# Anybody actually catching fish in the heat?



## SoCal_Buckeye (May 28, 2012)

I figure the best places are deep deep parts of Hoover or Griggs. My typical hole is kinda shallow and the water level is really low. Went over yesterday, the only thing out there was the horde of mosquitos that buzzed into my ears over and over. 
I'm thinking that if I go out before the temps drop next week I'll have to go out early and hit the spots under the bridges where I know it's deep. 


Outdoor Hub mobile, the outdoor information engineer


----------



## Govbarney (Jan 3, 2011)

It has been painfully slow going on the Scioto and Olentangy the past week.

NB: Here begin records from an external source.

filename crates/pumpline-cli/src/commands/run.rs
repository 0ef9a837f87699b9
//! `pumpline run`: pump a source log into a destination log until drained.

use std::path::Path;

use anyhow::{Context, Result};

use pumpline_core::Pump;
use pumpline_storage::{PollPolicy, TextLog};

use crate::config::{parser, validator};

pub fn execute(pipeline_path: &Path) -> Result<()> {
    let config = parser::parse_pipeline(pipeline_path)?;
    validator::validate_pipeline(&config)?;

    tracing::info!(
        pipeline = config.pipeline,
        source = %config.source.path.display(),
        destination = %config.destination.path.display(),
        batch_size = config.batch_size,
        commit_threshold = config.commit_threshold,
        "Starting pump"
    );

    let source_log = TextLog::new(&config.source.path)
        .poll_policy(PollPolicy::from(&config.source.poll));
    let dest_log = TextLog::new(&config.destination.path);

    let mut reader = source_log.open_reader().with_context(|| {
        format!("Failed to open source log {}", config.source.path.display())
    })?;
    let mut writer = dest_log.open_writer().with_context(|| {
        format!(
            "Failed to open destination log {}",
            config.destination.path.display()
        )
    })?;

    let pump = Pump::new(config.batch_size, config.commit_threshold);
    let outcome = pump.run(&mut reader, &mut writer);

    // Release both endpoints whatever the pump outcome; the pump error
    // outranks a close error.
    let reader_closed = reader.close();
    let writer_closed = writer.close();

    let summary = outcome.context("Pump aborted")?;
    reader_closed.context("Failed to close source log")?;
    writer_closed.context("Failed to close destination log")?;

    tracing::info!(
        pipeline = config.pipeline,
        records = summary.records,
        batches = summary.batches,
        commits = summary.commits,
        "Pump complete"
    );
    Ok(())
}
//! Pipeline configuration: YAML types, parsing, and semantic validation.

pub mod parser;
pub mod types;
pub mod validator;
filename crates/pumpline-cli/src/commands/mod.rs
pub mod run;
pub mod status;
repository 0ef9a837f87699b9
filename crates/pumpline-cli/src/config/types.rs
//! Serde types for the pipeline YAML schema.

use std::path::PathBuf;
use std::time::Duration;

use serde::Deserialize;

use pumpline_storage::PollPolicy;

fn default_batch_size() -> usize {
    256
}

fn default_commit_threshold() -> u64 {
    1024
}

fn default_poll_attempts() -> u32 {
    10
}

fn default_poll_delay_ms() -> u64 {
    50
}

/// Top-level pipeline definition.
#[derive(Debug, Clone, Deserialize)]
#[serde(deny_unknown_fields)]
pub struct PipelineConfig {
    /// Operator-facing pipeline name used in logs.
    pub pipeline: String,
    pub source: SourceConfig,
    pub destination: DestinationConfig,
    /// Records read per pump cycle.
    #[serde(default = "default_batch_size")]
    pub batch_size: usize,
    /// Checkpoint once this many records have been written since the last
    /// cadence wraparound.
    #[serde(default = "default_commit_threshold")]
    pub commit_threshold: u64,
}

#[derive(Debug, Clone, Deserialize)]
#[serde(deny_unknown_fields)]
pub struct SourceConfig {
    /// Newline-delimited data file; its `.pos` sidecar tracks progress.
    pub path: PathBuf,
    #[serde(default)]
    pub poll: PollConfig,
}

#[derive(Debug, Clone, Deserialize)]
#[serde(deny_unknown_fields)]
pub struct DestinationConfig {
    /// Append target for pumped records.
    pub path: PathBuf,
}

/// Bound on the wait for an undelimited trailing record.
#[derive(Debug, Clone, Deserialize)]
#[serde(deny_unknown_fields)]
pub struct PollConfig {
    #[serde(default = "default_poll_attempts")]
    pub attempts: u32,
    #[serde(default = "default_poll_delay_ms")]
    pub delay_ms: u64,
}

impl Default for PollConfig {
    fn default() -> Self {
        Self {
            attempts: default_poll_attempts(),
            delay_ms: default_poll_delay_ms(),
        }
    }
}

impl From<&PollConfig> for PollPolicy {
    fn from(config: &PollConfig) -> Self {
        Self {
            attempts: config.attempts,
            delay: Duration::from_millis(config.delay_ms),
        }
    }
}

#[cfg(test)]
mod tests {
    use super::*;

    #[test]
    fn defaults_fill_optional_fields() {
        let yaml = r"
pipeline: ship-logs
source:
  path: /var/log/app.log
destination:
  path: /data/out.log
";
        let config: PipelineConfig = serde_yaml::from_str(yaml).unwrap();
        assert_eq!(config.batch_size, 256);
        assert_eq!(config.commit_threshold, 1024);
        assert_eq!(config.source.poll.attempts, 10);
        assert_eq!(config.source.poll.delay_ms, 50);
    }

    #[test]
    fn poll_config_converts_to_policy() {
        let config = PollConfig {
            attempts: 3,
            delay_ms: 7,
        };
        let policy = PollPolicy::from(&config);
        assert_eq!(policy.attempts, 3);
        assert_eq!(policy.delay, Duration::from_millis(7));
    }

    #[test]
    fn unknown_fields_are_rejected() {
        let yaml = r"
pipeline: ship-logs
source:
  path: /var/log/app.log
destination:
  path: /data/out.log
unknown_knob: true
";
        assert!(serde_yaml::from_str::<PipelineConfig>(yaml).is_err());
    }
}
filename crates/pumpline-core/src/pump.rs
//! The orchestration loop: batch reads, ordered writes, periodic two-phase
//! checkpoint commits.
//!
//! Delivery guarantee: within every checkpoint cycle the sink commit
//! happens-before the source commit, so a crash between the two redelivers
//! records already durable at the sink. Duplicates are possible, loss is
//! not (at-least-once); replay tolerance is the sink's responsibility.

use crate::contract::{Sink, Source};
use crate::error::{PumpError, Result};

/// Aggregate counters for a completed pump run.
#[derive(Debug, Clone, Copy, Default, PartialEq, Eq)]
pub struct PumpSummary {
    /// Records moved from source to sink.
    pub records: u64,
    /// Non-end-of-stream batches read (empty batches included).
    pub batches: u64,
    /// Checkpoint cycles performed (sink commit + source commit).
    pub commits: u64,
}

/// Batching pump between any [`Source<T>`] and any [`Sink<T>`].
///
/// The pump owns no source or sink state; it only sequences calls. It is
/// not reentrant against the same source/sink pair and performs no retry:
/// the first failed read, write, or commit aborts the run.
#[derive(Debug, Clone, Copy)]
pub struct Pump {
    batch_size: usize,
    commit_threshold: u64,
}

impl Pump {
    /// Create a pump reading up to `batch_size` records per cycle and
    /// committing once the records written since the last wraparound
    /// strictly exceed `commit_threshold`.
    #[must_use]
    pub fn new(batch_size: usize, commit_threshold: u64) -> Self {
        Self {
            batch_size,
            commit_threshold,
        }
    }

    /// Move records until the source reports end-of-stream.
    ///
    /// On clean end-of-stream, any writes accepted since the last
    /// checkpoint cycle are flushed with a final sink-then-source commit
    /// before the summary is returned.
    ///
    /// # Errors
    ///
    /// Returns [`PumpError::Config`] for a zero `batch_size` before any
    /// I/O is attempted. Any read, write, or commit failure is returned
    /// immediately with no further I/O.
    pub fn run<T>(
        &self,
        source: &mut impl Source<T>,
        sink: &mut impl Sink<T>,
    ) -> Result<PumpSummary> {
        if self.batch_size == 0 {
            return Err(PumpError::config("batch_size must be at least 1"));
        }

        let mut summary = PumpSummary::default();
        // Cadence counter wraps by subtraction so overshoot carries forward;
        // `pending` tracks records actually uncommitted and gates the final
        // drain commit.
        let mut cadence: u64 = 0;
        let mut pending: u64 = 0;

        loop {
            let Some(batch) = source.read(self.batch_size)? else {
                if pending > 0 {
                    sink.commit()?;
                    source.commit()?;
                    summary.commits += 1;
                    tracing::debug!(records = pending, "final checkpoint cycle committed");
                }
                tracing::debug!(
                    records = summary.records,
                    batches = summary.batches,
                    commits = summary.commits,
                    "pump drained"
                );
                return Ok(summary);
            };

            let count = batch.len() as u64;
            sink.write(batch)?;
            tracing::trace!(records = count, "batch written");

            summary.records += count;
            summary.batches += 1;
            cadence += count;
            pending += count;

            if cadence > self.commit_threshold {
                cadence -= self.commit_threshold;
                sink.commit()?;
                source.commit()?;
                summary.commits += 1;
                tracing::debug!(records = pending, "checkpoint cycle committed");
                pending = 0;
            }
        }
    }
}
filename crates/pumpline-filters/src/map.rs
//! Lift a per-record function into the batch [`Filter`] contract.

use pumpline_core::{Filter, PumpError, Result};

/// Batch filter applying a fallible per-record function.
///
/// The first record failure fails the whole batch; records are never
/// skipped or retried individually.
pub struct MapFilter<F> {
    func: F,
}

/// Build a [`MapFilter`] from `func`.
///
/// ```
/// use pumpline_core::Filter;
/// use pumpline_filters::map;
///
/// let mut upper = map(|s: String| Ok(s.to_uppercase()));
/// let batch = upper.apply(vec!["a".to_string()]).unwrap();
/// assert_eq!(batch, vec!["A".to_string()]);
/// ```
pub fn map<T, S, F>(func: F) -> MapFilter<F>
where
    F: FnMut(T) -> Result<S>,
{
    MapFilter { func }
}

impl<T, S, F> Filter<T, S> for MapFilter<F>
where
    F: FnMut(T) -> Result<S>,
{
    fn apply(&mut self, records: Vec<T>) -> Result<Vec<S>> {
        records.into_iter().map(&mut self.func).collect()
    }
}

#[cfg(test)]
mod tests {
    use super::*;

    #[test]
    fn maps_each_record_in_order() {
        let mut doubler = map(|n: u32| Ok(n * 2));
        assert_eq!(doubler.apply(vec![1, 2, 3]).unwrap(), vec![2, 4, 6]);
    }

    #[test]
    fn first_failure_fails_the_batch() {
        let mut checked = map(|n: i64| {
            if n < 0 {
                Err(PumpError::transform(format!("negative record: {n}")))
            } else {
                Ok(n as u64)
            }
        });

        let err = checked.apply(vec![1, -2, 3]).unwrap_err();
        assert!(matches!(err, PumpError::Transform { .. }));
        assert!(err.to_string().contains("-2"));
    }

    #[test]
    fn stateful_closures_are_allowed() {
        let mut counter = 0u64;
        let mut numbered = map(move |s: String| {
            counter += 1;
            Ok(format!("{counter}:{s}"))
        });

        let batch = numbered
            .apply(vec!["a".to_string(), "b".to_string()])
            .unwrap();
        assert_eq!(batch, vec!["1:a".to_string(), "2:b".to_string()]);
    }
}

The SMs have been hard to come by both morning and evening, and non-exsistant during the heat of the day, and everything SM I catch has been small. I did hit a nice pocket of White bass below a low head dam on the Tangy yesterday evening, none where particularly big , but it was fun.

This weekend instead of wasting my time targeting SMs on the river, I am going to try trolling for S-eye with bottom bouncers and worm harnesses on my yak in Griggs.


----------



## delaware*fish*freak (May 28, 2012)

The cats are hitting good everywhere

Outdoor Hub mobile, the outdoor information engine


----------



## KWaller (Oct 3, 2010)

catching keeper crappie by the dozen in less than 3 fow on buckeye...

Outdoor Hub mobile, the outdoor information engine


----------



## saugmon (Jun 14, 2006)

I've been hammering the saugeyes at Indian.The hot spots keep moving slighly everyday,but I'm extra lucky this week with finding them. 4'-5' water over the weekend,6'-7' water yesterday and 6'-8' today depending if we were on top or bottom of the waves, LOL! Hardly any fish marks early and couple hrs later,I marked slews of fish in the 4'-6' range.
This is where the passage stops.